Há dias em que o cansaço não se explica em tarefas.
É um peso diferente. Não pesa nos braços nem nas pernas, mas se aloja no peito, na mente, na alma.
E, por mais que exista o desejo de largar tudo — de simplesmente deixar para trás as preocupações, as culpas, as expectativas — nem sempre isso é possível.
A vida real não tem um botão de desligar as demandas externas.
Mas há um caminho sutil, muitas vezes esquecido: transformar peso em palavra.
Sim, dar nome ao que se sente.
Sem florear, sem minimizar.
Às vezes basta dizer (nem que seja para si mesmo): “Isso me dói”, “Isso me pesa”, “Isso me preocupa”.
Essa pequena coragem de reconhecer o que existe já traz um alívio inesperado.
E quando a palavra não vem, o gesto pode ajudar:
Uma respiração mais profunda. Uma pausa de cinco minutos sem culpa. Um movimento leve que recorde ao corpo que ele não é só esforço.
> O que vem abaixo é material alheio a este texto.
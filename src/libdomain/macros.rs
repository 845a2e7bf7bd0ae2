// Copyright 2015 Pierre Talbot (IRCAM)

// Licensed under the Apache License, Version 2.0 <LICENSE-APACHE or
// http://www.apache.org/licenses/LICENSE-2.0> or the MIT license
// <LICENSE-MIT or http://opensource.org/licenses/MIT>, at your
// option. This file may not be copied, modified, or distributed
// except according to those terms.

#![macro_use]

// Forwards a `std::ops` operator on every owned/borrowed operand combination to a by-reference method.
// Inspired by the macros from the BigUint impl. (doc.rust-lang.org/num/src/num/bigint.rs.html#235-280)
macro_rules! forward_all_binop {
  (impl[$($bs:tt)+] $imp:ident, $method:ident for $res:ident => $inner:ident) => {
    impl<'a, 'b, T: $($bs)+> $imp<&'b $res<T>> for &'a $res<T> {
      type Output = $res<T>;

      fn $method(self, other: &'b $res<T>) -> $res<T> {
        $res::$inner(self, other)
      }
    }

    impl<T: $($bs)+> $imp<$res<T>> for $res<T> {
      type Output = $res<T>;

      fn $method(self, other: $res<T>) -> $res<T> {
        $res::$inner(&self, &other)
      }
    }

    impl<'a, T: $($bs)+> $imp<$res<T>> for &'a $res<T> {
      type Output = $res<T>;

      fn $method(self, other: $res<T>) -> $res<T> {
        $res::$inner(self, &other)
      }
    }

    impl<'b, T: $($bs)+> $imp<&'b $res<T>> for $res<T> {
      type Output = $res<T>;

      fn $method(self, other: &'b $res<T>) -> $res<T> {
        $res::$inner(&self, other)
      }
    }
  };
}

// Implements a binary `gcollections` set operation by delegating to the inherent method of the same name.
macro_rules! set_op_impl {
  (impl $bs:tt $($t:ident, $m:ident for $res:ident);+) => {$(
    set_op_impl!(@one $bs $t, $m for $res);
  )+};
  (@one [$($bs:tt)+] $t:ident, $m:ident for $res:ident) => {
    impl<T: $($bs)+> $t for $res<T> {
      type Output = $res<T>;

      fn $m(&self, other: &$res<T>) -> $res<T> {
        $res::$m(self, other)
      }
    }
  };
}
Cada pequena ação é uma forma de aliviar.
Porque o que se reconhece não precisa mais ser carregado sozinho.
E assim, aos poucos, o peso se redistribui.
Transforma-se.
Suaviza-se.
Pode ser que ele não desapareça de imediato.
Mas já não sufoca da mesma forma.
Já não isola.
Afinal, todo peso dividido entre palavras, gestos e respiros se torna mais leve de se carregar.